If the Minnesota proceedings had involved a presidential rather than a Senate race, the state could have compressed its recount schedule somewhat in an effort to meet the Safe Harbor Deadline. But it is unrealistic to expect that it could have been completely successful, even with its best efforts. The absentee ballot issue still would have involved legal questions requiring judicial consideration, a process that takes more than five weeks even at breakneck speed—as Bush v. Gore demonstrated.

It was one thing for the U.S. Supreme Court to stop the Florida process in 2000, given its ruling that the procedures for reviewing “hanging” and “dimpled” chads was inherently and irremediably flawed. But there is nothing flawed about the way in which Minnesota is going about dealing with its issue of rejected absentee ballots. It is now separating those ballots into different piles according to the four permissible reasons for rejecting them under state law, with a so-called “fifth pile” for ballots rejected for non-statutory (and thus presumably impermissible) reasons. After this sorting, the state will need to figure out not only how it treats this fifth pile, but also what it does with allegations that local officials sometimes misapplied a legitimate ground for rejecting a ballot (for example, saying that the signature on the absentee ballot envelope did not match the signature on file, when upon further inspection the signature looks close enough). With an estimated 12,000 rejected absentee ballots statewide, and perhaps as many as 1000 wrongly rejected, the procedures that the state uses to settle this matter will be crucial to identifying the winner, when the margin of victory after reviewing all other ballots is likely to end up less than a few hundred votes.

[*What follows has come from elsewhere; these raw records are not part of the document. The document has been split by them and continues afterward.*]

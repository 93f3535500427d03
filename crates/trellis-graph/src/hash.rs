//! Content-addressed hashing for commits.
//!
//! Uses SHA-256 over a canonical encoding of a commit's parents, delta and
//! metadata to derive its [`CommitRef`].

use serde::{Deserialize, Serialize};
use serde_json::Value;
use sha2::{Digest, Sha256};
use std::borrow::Borrow;
use std::fmt;

/// Content identifier of a commit.
///
/// Refs are opaque strings. The default hasher renders them as 64 hex
/// characters, but any deterministic, collision-free scheme works as long as
/// every client of a document agrees on it.
#[derive(Clone, PartialEq, Eq, Hash, PartialOrd, Ord, Serialize, Deserialize)]
#[serde(transparent)]
pub struct CommitRef(String);

impl CommitRef {
    /// Wrap an existing ref string.
    pub fn new(r: impl Into<String>) -> Self {
        CommitRef(r.into())
    }

    /// Get the ref as a string slice.
    pub fn as_str(&self) -> &str {
        &self.0
    }

    /// Truncated display (first 8 chars).
    pub fn short(&self) -> &str {
        match self.0.char_indices().nth(8) {
            Some((idx, _)) => &self.0[..idx],
            None => &self.0,
        }
    }
}

impl fmt::Debug for CommitRef {
    fn fmt(&self, f: &mut fmt::Formatter<'_>) -> fmt::Result {
        write!(f, "CommitRef({})", self.short())
    }
}

impl fmt::Display for CommitRef {
    fn fmt(&self, f: &mut fmt::Formatter<'_>) -> fmt::Result {
        f.write_str(&self.0)
    }
}

impl From<&str> for CommitRef {
    fn from(s: &str) -> Self {
        CommitRef(s.to_string())
    }
}

impl From<String> for CommitRef {
    fn from(s: String) -> Self {
        CommitRef(s)
    }
}

impl Borrow<str> for CommitRef {
    fn borrow(&self) -> &str {
        &self.0
    }
}

/// Hasher utility for computing content hashes.
pub struct Hasher {
    inner: Sha256,
}

impl Hasher {
    /// Create a new hasher.
    pub fn new() -> Self {
        Hasher {
            inner: Sha256::new(),
        }
    }

    /// Update the hasher with data.
    pub fn update(&mut self, data: &[u8]) {
        self.inner.update(data);
    }

    /// Feed a length-prefixed field so adjacent fields cannot alias.
    pub fn update_field(&mut self, data: &[u8]) {
        self.inner.update((data.len() as u64).to_le_bytes());
        self.inner.update(data);
    }

    /// Feed an optional ref, distinguishing `None` from an empty string.
    pub fn update_ref(&mut self, r: Option<&CommitRef>) {
        match r {
            Some(r) => {
                self.inner.update([1u8]);
                self.update_field(r.as_str().as_bytes());
            }
            None => self.inner.update([0u8]),
        }
    }

    /// Finalize and return the hex-encoded ref.
    pub fn finalize(self) -> CommitRef {
        let digest = self.inner.finalize();
        CommitRef(digest.iter().map(|b| format!("{:02x}", b)).collect())
    }

    /// Hash data directly.
    pub fn hash(data: &[u8]) -> CommitRef {
        let mut hasher = Self::new();
        hasher.update(data);
        hasher.finalize()
    }
}

impl Default for Hasher {
    fn default() -> Self {
        Self::new()
    }
}

/// Compute the default content ref of a commit.
///
/// `serde_json` keeps object keys sorted, so the JSON encoding of `delta` and
/// `metadata` is canonical.
pub fn compute_ref(
    base_ref: Option<&CommitRef>,
    merge_ref: Option<&CommitRef>,
    delta: &Value,
    metadata: &Value,
) -> CommitRef {
    let mut hasher = Hasher::new();
    hasher.update_ref(base_ref);
    hasher.update_ref(merge_ref);
    hasher.update_field(delta.to_string().as_bytes());
    hasher.update_field(metadata.to_string().as_bytes());
    hasher.finalize()
}

#[cfg(test)]
mod tests {
    use super::*;
    use serde_json::json;

    #[test]
    fn test_hash_deterministic() {
        let h1 = Hasher::hash(b"hello world");
        let h2 = Hasher::hash(b"hello world");
        assert_eq!(h1, h2);
        assert_eq!(h1.as_str().len(), 64);
    }

    #[test]
    fn test_ref_depends_on_parents() {
        let delta = json!({"at": 0, "remove": 0, "insert": "x"});
        let a = compute_ref(None, None, &delta, &Value::Null);
        let b = compute_ref(Some(&CommitRef::from("init")), None, &delta, &Value::Null);
        let c = compute_ref(None, Some(&CommitRef::from("init")), &delta, &Value::Null);
        assert_ne!(a, b);
        assert_ne!(b, c);
    }

    #[test]
    fn test_ref_depends_on_metadata() {
        let delta = json!("d");
        let a = compute_ref(None, None, &delta, &json!({"user": "a"}));
        let b = compute_ref(None, None, &delta, &json!({"user": "b"}));
        assert_ne!(a, b);
    }

    #[test]
    fn test_short() {
        assert_eq!(CommitRef::from("abcdef0123").short(), "abcdef01");
        assert_eq!(CommitRef::from("foo3").short(), "foo3");
    }
}
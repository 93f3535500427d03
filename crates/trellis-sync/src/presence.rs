//! Presence of the clients collaborating on a document.

use serde::{Deserialize, Serialize};
use serde_json::Value;
use std::collections::BTreeMap;
use trellis_graph::CommitRef;

/// What a client announces about itself.
#[derive(Clone, Debug, PartialEq, Serialize, Deserialize)]
#[serde(rename_all = "camelCase")]
pub struct ClientInfo {
    pub user_id: String,
    pub client_id: String,
    /// Head the client was on when it last spoke.
    #[serde(rename = "ref", default, skip_serializing_if = "Option::is_none")]
    pub head_ref: Option<CommitRef>,
    /// Host-defined presence payload (cursor, selection, ...).
    #[serde(default)]
    pub presence: Value,
    /// Marks the local client in [`PresenceMap::clients`].
    #[serde(rename = "self", default, skip_serializing_if = "std::ops::Not::not")]
    pub is_self: bool,
}

impl ClientInfo {
    pub fn new(user_id: impl Into<String>, client_id: impl Into<String>) -> Self {
        Self {
            user_id: user_id.into(),
            client_id: client_id.into(),
            head_ref: None,
            presence: Value::Null,
            is_self: false,
        }
    }
}

/// Known clients keyed by client id, including the local one.
#[derive(Clone, Debug)]
pub struct PresenceMap {
    local_id: String,
    clients: BTreeMap<String, ClientInfo>,
}

impl PresenceMap {
    /// Create a map holding only the local client.
    pub fn new(local: ClientInfo) -> Self {
        let local_id = local.client_id.clone();
        let mut clients = BTreeMap::new();
        clients.insert(local_id.clone(), ClientInfo { is_self: true, ..local });
        Self { local_id, clients }
    }

    /// Record a join or presence update from another client.
    ///
    /// Returns false for echoes of the local client.
    pub fn upsert(&mut self, info: ClientInfo) -> bool {
        if info.client_id == self.local_id {
            return false;
        }
        self.clients.insert(
            info.client_id.clone(),
            ClientInfo {
                is_self: false,
                ..info
            },
        );
        true
    }

    pub fn remove(&mut self, client_id: &str) -> Option<ClientInfo> {
        if client_id == self.local_id {
            return None;
        }
        self.clients.remove(client_id)
    }

    /// Update the local client's presence and head.
    pub fn set_local(&mut self, head_ref: Option<CommitRef>, presence: Option<Value>) {
        if let Some(local) = self.clients.get_mut(&self.local_id) {
            local.head_ref = head_ref;
            if let Some(presence) = presence {
                local.presence = presence;
            }
        }
    }

    pub fn get(&self, client_id: &str) -> Option<&ClientInfo> {
        self.clients.get(client_id)
    }

    /// All clients, ordered by client id.
    pub fn clients(&self) -> Vec<ClientInfo> {
        self.clients.values().cloned().collect()
    }

    pub fn len(&self) -> usize {
        self.clients.len()
    }

    pub fn is_empty(&self) -> bool {
        self.clients.is_empty()
    }
}
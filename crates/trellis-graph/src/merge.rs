//! Deterministic multi-way merge over the commit DAG.
//!
//! [`merge_heads`] walks backwards from every head in lock step. When one
//! walker reaches a commit another walker has already seen, that commit is a
//! common ancestor and the two heads are folded into a single merge commit.
//! Heads whose histories never meet are folded pairwise at the end with no
//! merge base.
//!
//! Given the same head set, the same `sort_refs` and a deterministic `merge`
//! callback, every client issues the identical sequence of merge calls and
//! ends on the identical ref. Divergent clients converge through this alone,
//! so the visitor ordering and the left/right assignment must not change.

use crate::error::{GraphError, Result};
use crate::hash::CommitRef;
use std::cmp::Ordering;
use std::collections::BTreeSet;
use tracing::trace;

/// Parent refs of a commit, as needed by the merge walk.
#[derive(Clone, Debug, Default, PartialEq, Eq)]
pub struct CommitParents {
    pub base_ref: Option<CommitRef>,
    pub merge_ref: Option<CommitRef>,
}

/// One walker per remaining head.
#[derive(Debug)]
struct Visitor {
    head: CommitRef,
    current: BTreeSet<CommitRef>,
    seen: BTreeSet<CommitRef>,
}

impl Visitor {
    fn new(head: CommitRef) -> Self {
        Visitor {
            current: BTreeSet::from([head.clone()]),
            seen: BTreeSet::from([head.clone()]),
            head,
        }
    }
}

/// Total order used everywhere a pair of refs has to be ordered: the caller's
/// order first, then plain string order.
fn compare<S>(sort_refs: &mut S, a: &CommitRef, b: &CommitRef) -> Ordering
where
    S: FnMut(&CommitRef, &CommitRef) -> Ordering,
{
    sort_refs(a, b).then_with(|| a.cmp(b))
}

/// Fold a set of heads into one.
///
/// `merge(base, left, right, depth)` must create a commit with `left` and
/// `right` as parents and return its ref. `left` always sorts before `right`.
/// `depth` is the walk round in which the common ancestor was found.
///
/// Returns `Ok(None)` only when `head_refs` is empty. Fails with
/// [`GraphError::CorruptHistory`] if a merge base equals one of its sides,
/// and propagates errors from `get_commit` and `merge`.
pub fn merge_heads<S, G, M>(
    head_refs: &[CommitRef],
    mut sort_refs: S,
    mut get_commit: G,
    mut merge: M,
) -> Result<Option<CommitRef>>
where
    S: FnMut(&CommitRef, &CommitRef) -> Ordering,
    G: FnMut(&CommitRef) -> Result<CommitParents>,
    M: FnMut(Option<&CommitRef>, &CommitRef, &CommitRef, usize) -> Result<CommitRef>,
{
    let unique: BTreeSet<CommitRef> = head_refs.iter().cloned().collect();
    let mut visitors: Vec<Visitor> = unique.into_iter().map(Visitor::new).collect();
    visitors.sort_by(|a, b| compare(&mut sort_refs, &a.head, &b.head));

    let mut depth = 0usize;

    while visitors.len() > 1 {
        depth += 1;

        // Fold every pair that shares an ancestor, rescanning after each fold.
        while visitors.len() > 1 {
            let Some((i, j, ancestor)) = find_common_ancestor(&visitors) else {
                break;
            };
            fold(&mut visitors, i, j, Some(&ancestor), depth, &mut sort_refs, &mut merge)?;
        }

        if visitors.len() <= 1 || visitors.iter().all(|v| v.current.is_empty()) {
            break;
        }

        for visitor in visitors.iter_mut() {
            let mut next = BTreeSet::new();
            for r in &visitor.current {
                let parents = get_commit(r)?;
                for parent in [parents.base_ref, parents.merge_ref].into_iter().flatten() {
                    visitor.seen.insert(parent.clone());
                    next.insert(parent);
                }
            }
            visitor.current = next;
        }
    }

    // Remaining visitors have unconnected roots.
    while visitors.len() > 1 {
        fold(&mut visitors, 0, 1, None, depth, &mut sort_refs, &mut merge)?;
    }

    Ok(visitors.pop().map(|v| v.head))
}

/// First frontier ref of visitor `i` that visitor `j` has already seen.
fn find_common_ancestor(visitors: &[Visitor]) -> Option<(usize, usize, CommitRef)> {
    for (i, visitor) in visitors.iter().enumerate() {
        for r in &visitor.current {
            let found = visitors
                .iter()
                .enumerate()
                .find(|(j, other)| *j != i && other.seen.contains(r));
            if let Some((j, _)) = found {
                return Some((i, j, r.clone()));
            }
        }
    }
    None
}

/// Merge visitor `j` into visitor `i`, which keeps its place; `j` is spliced
/// out.
fn fold<S, M>(
    visitors: &mut Vec<Visitor>,
    i: usize,
    j: usize,
    base: Option<&CommitRef>,
    depth: usize,
    sort_refs: &mut S,
    merge: &mut M,
) -> Result<()>
where
    S: FnMut(&CommitRef, &CommitRef) -> Ordering,
    M: FnMut(Option<&CommitRef>, &CommitRef, &CommitRef, usize) -> Result<CommitRef>,
{
    let consumed = visitors.remove(j);
    let keep = if j < i { i - 1 } else { i };
    let kept = &mut visitors[keep];

    let (left, right) = match compare(sort_refs, &kept.head, &consumed.head) {
        Ordering::Greater => (&consumed.head, &kept.head),
        _ => (&kept.head, &consumed.head),
    };

    if let Some(base) = base {
        if base == left || base == right {
            return Err(GraphError::CorruptHistory { base: base.clone() });
        }
    }

    trace!(?base, %left, %right, depth, "merging heads");
    let merged = merge(base, left, right, depth)?;

    kept.head = merged;
    kept.current.extend(consumed.current);
    kept.seen.extend(consumed.seen);
    Ok(())
}

#[cfg(test)]
mod tests {
    use super::*;
    use std::cell::RefCell;
    use std::collections::HashMap;

    /// Test DAG keyed by literal ref names.
    struct Dag(HashMap<CommitRef, CommitParents>);

    impl Dag {
        fn new(edges: &[(&str, Option<&str>, Option<&str>)]) -> Self {
            Dag(edges
                .iter()
                .map(|(r, base, merge)| {
                    (
                        CommitRef::from(*r),
                        CommitParents {
                            base_ref: base.map(CommitRef::from),
                            merge_ref: merge.map(CommitRef::from),
                        },
                    )
                })
                .collect())
        }

        fn get(&self, r: &CommitRef) -> Result<CommitParents> {
            self.0
                .get(r)
                .cloned()
                .ok_or_else(|| GraphError::MissingCommit(r.clone()))
        }
    }

    type Call = (Option<String>, String, String, usize);

    fn run(dag: Dag, heads: &[&str]) -> (Option<CommitRef>, Vec<Call>) {
        let heads: Vec<CommitRef> = heads.iter().map(|h| CommitRef::from(*h)).collect();
        let edges = RefCell::new(dag.0);
        let mut calls = Vec::new();
        let merged = merge_heads(
            &heads,
            |a, b| a.cmp(b),
            |r| {
                edges
                    .borrow()
                    .get(r)
                    .cloned()
                    .ok_or_else(|| GraphError::MissingCommit(r.clone()))
            },
            |base, left, right, depth| {
                calls.push((
                    base.map(|b| b.to_string()),
                    left.to_string(),
                    right.to_string(),
                    depth,
                ));
                let id = CommitRef::from(format!("({}+{})", left, right));
                edges.borrow_mut().insert(
                    id.clone(),
                    CommitParents {
                        base_ref: Some(left.clone()),
                        merge_ref: Some(right.clone()),
                    },
                );
                Ok(id)
            },
        )
        .unwrap();
        (merged, calls)
    }

    #[test]
    fn test_empty_heads() {
        let dag = Dag::new(&[]);
        let (merged, calls) = run(dag, &[]);
        assert!(merged.is_none());
        assert!(calls.is_empty());
    }

    #[test]
    fn test_single_head_is_returned() {
        let dag = Dag::new(&[("a", None, None)]);
        let (merged, calls) = run(dag, &["a"]);
        assert_eq!(merged, Some(CommitRef::from("a")));
        assert!(calls.is_empty());
    }

    #[test]
    fn test_unconnected_roots() {
        let dag = Dag::new(&[
            ("foo1", None, None),
            ("foo2", Some("foo1"), None),
            ("foo3", Some("foo2"), None),
            ("bar1", None, None),
            ("bar2", Some("bar1"), None),
            ("bar3", Some("bar2"), None),
        ]);
        let (merged, calls) = run(dag, &["foo3", "bar3"]);
        assert_eq!(
            calls,
            vec![(None, "bar3".to_string(), "foo3".to_string(), 4)]
        );
        assert_eq!(merged, Some(CommitRef::from("(bar3+foo3)")));
    }

    #[test]
    fn test_shared_parent() {
        let dag = Dag::new(&[
            ("init", None, None),
            ("b", Some("init"), None),
            ("a", Some("init"), None),
        ]);
        let (merged, calls) = run(dag, &["b", "a"]);
        assert_eq!(
            calls,
            vec![(Some("init".to_string()), "a".to_string(), "b".to_string(), 2)]
        );
        assert_eq!(merged, Some(CommitRef::from("(a+b)")));
    }

    #[test]
    fn test_three_way_fold() {
        let dag = Dag::new(&[
            ("init", None, None),
            ("a", Some("init"), None),
            ("b", Some("init"), None),
            ("c", Some("init"), None),
        ]);
        let (merged, calls) = run(dag, &["c", "a", "b"]);
        assert_eq!(calls.len(), 2);
        assert_eq!(calls[0], (Some("init".into()), "a".into(), "b".into(), 2));
        assert_eq!(calls[1], (Some("init".into()), "(a+b)".into(), "c".into(), 2));
        assert_eq!(merged, Some(CommitRef::from("((a+b)+c)")));
    }

    #[test]
    fn test_uneven_depths() {
        // a1 is one step from init, b3 is three.
        let dag = Dag::new(&[
            ("init", None, None),
            ("a1", Some("init"), None),
            ("b1", Some("init"), None),
            ("b2", Some("b1"), None),
            ("b3", Some("b2"), None),
        ]);
        let (merged, calls) = run(dag, &["a1", "b3"]);
        assert_eq!(calls.len(), 1);
        assert_eq!(calls[0].0.as_deref(), Some("init"));
        assert_eq!(merged, Some(CommitRef::from("(a1+b3)")));
    }

    #[test]
    fn test_head_order_does_not_matter() {
        let edges = [
            ("init", None, None),
            ("a", Some("init"), None),
            ("b", Some("init"), None),
            ("c", Some("a"), None),
            ("d", Some("b"), None),
            ("e", Some("init"), None),
        ];
        let (m1, c1) = run(Dag::new(&edges), &["c", "d", "e"]);
        let (m2, c2) = run(Dag::new(&edges), &["e", "c", "d"]);
        assert_eq!(m1, m2);
        assert_eq!(c1, c2);
    }

    #[test]
    fn test_fold_keeps_result_in_first_slot() {
        let mut visitors: Vec<Visitor> = ["a", "b", "c", "d"]
            .into_iter()
            .map(|r| Visitor::new(CommitRef::from(r)))
            .collect();
        let base = CommitRef::from("init");
        let mut calls = Vec::new();
        fold(
            &mut visitors,
            2,
            0,
            Some(&base),
            3,
            &mut |a: &CommitRef, b: &CommitRef| a.cmp(b),
            &mut |_: Option<&CommitRef>, left: &CommitRef, right: &CommitRef, _: usize| {
                calls.push((left.to_string(), right.to_string()));
                Ok(CommitRef::from(format!("({}+{})", left, right)))
            },
        )
        .unwrap();

        // Sides are ordered by ref, the slot by the visitor that found the base.
        assert_eq!(calls, vec![("a".to_string(), "c".to_string())]);
        let heads: Vec<&str> = visitors.iter().map(|v| v.head.as_str()).collect();
        assert_eq!(heads, vec!["b", "(a+c)", "d"]);
        assert!(visitors[1].seen.contains(&CommitRef::from("a")));
    }

    #[test]
    fn test_corrupt_history_is_rejected() {
        // "a" is an ancestor of "b", so the walk finds "a" as the merge base
        // of itself.
        let dag = Dag::new(&[("a", None, None), ("b", Some("a"), None)]);
        let heads = [CommitRef::from("a"), CommitRef::from("b")];
        let result = merge_heads(
            &heads,
            |a, b| a.cmp(b),
            |r| dag.get(r),
            |_, _, _, _| Ok(CommitRef::from("never")),
        );
        assert_eq!(
            result,
            Err(GraphError::CorruptHistory {
                base: CommitRef::from("a")
            })
        );
    }

    #[test]
    fn test_missing_commit_propagates() {
        let dag = Dag::new(&[("a", Some("ghost"), None), ("b", None, None)]);
        let heads = [CommitRef::from("a"), CommitRef::from("b")];
        let result = merge_heads(
            &heads,
            |a, b| a.cmp(b),
            |r| dag.get(r),
            |_, _, _, _| Ok(CommitRef::from("m")),
        );
        assert_eq!(result, Err(GraphError::MissingCommit(CommitRef::from("ghost"))));
    }
}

If it were a presidential election hanging in the balance, and the state simply stopped this process because it had run out of time, there would be justified outrage nationwide. The sophisticated perspective may say that this Minnesota election—like the 2000 presidential vote in Florida—is a “statistical tie,” too close to identify a true winner based on an accurate count of all ballots. Nonetheless, we still need a non-arbitrary and fair process for handling this situation. It does not seem fair, or appropriate in light of the one-person-one-vote principle underlying our democracy, to say: (1) the counting process is almost finished but not quite; (2) the remaining ballots will actually make a difference, if only to confirm that the result is inside the margin of a “statistical tie”; yet (3) we are going to stop the process in the interest of speed, and (4) declare whoever is ahead right now the winner. I also don’t think we want to elect a President based on a flip of the coin, as some have suggested we do for Minnesota’s Senate seat. But we need some new procedure for handling extremely close presidential elections, because our current “time’s up” one is unsatisfactory.

Moreover, Minnesota’s situation is a relatively straightforward one, as is illustrated by another congressional race this year: Ohio’s fifteenth House district. That election was finally decided Sunday night after the counting of 27,000 provisional ballots, which had been tied up in litigation that had bounced between state and federal courts. But if it had been the presidential election hinging on Ohio’s provisional ballots, the litigation over them would have lasted even longer, missing the Safe Harbor Deadline.

And all that Ohio litigation occurred before the time for mandatory recounts in close races, like the one in Minnesota. In other words, if Sunday night’s announcement of the result in OH-15 had been a margin as close as Minnesota’s, Ohio just now would be starting the recount that Minnesota began weeks ago. Minnesota avoided these preliminaries, because it has Election Day registration and thus no need for provisional ballots. But Ohio has large numbers of both provisional and absentee ballots, and thus a close presidential election in Ohio is likely to involve disputes over both, being at least twice as complicated as Minnesota’s situation.

We avoided all that mess this time, but for the future Congress should adopt better procedures for resolving disputes over presidential votes, including a deadline that states reasonably can meet.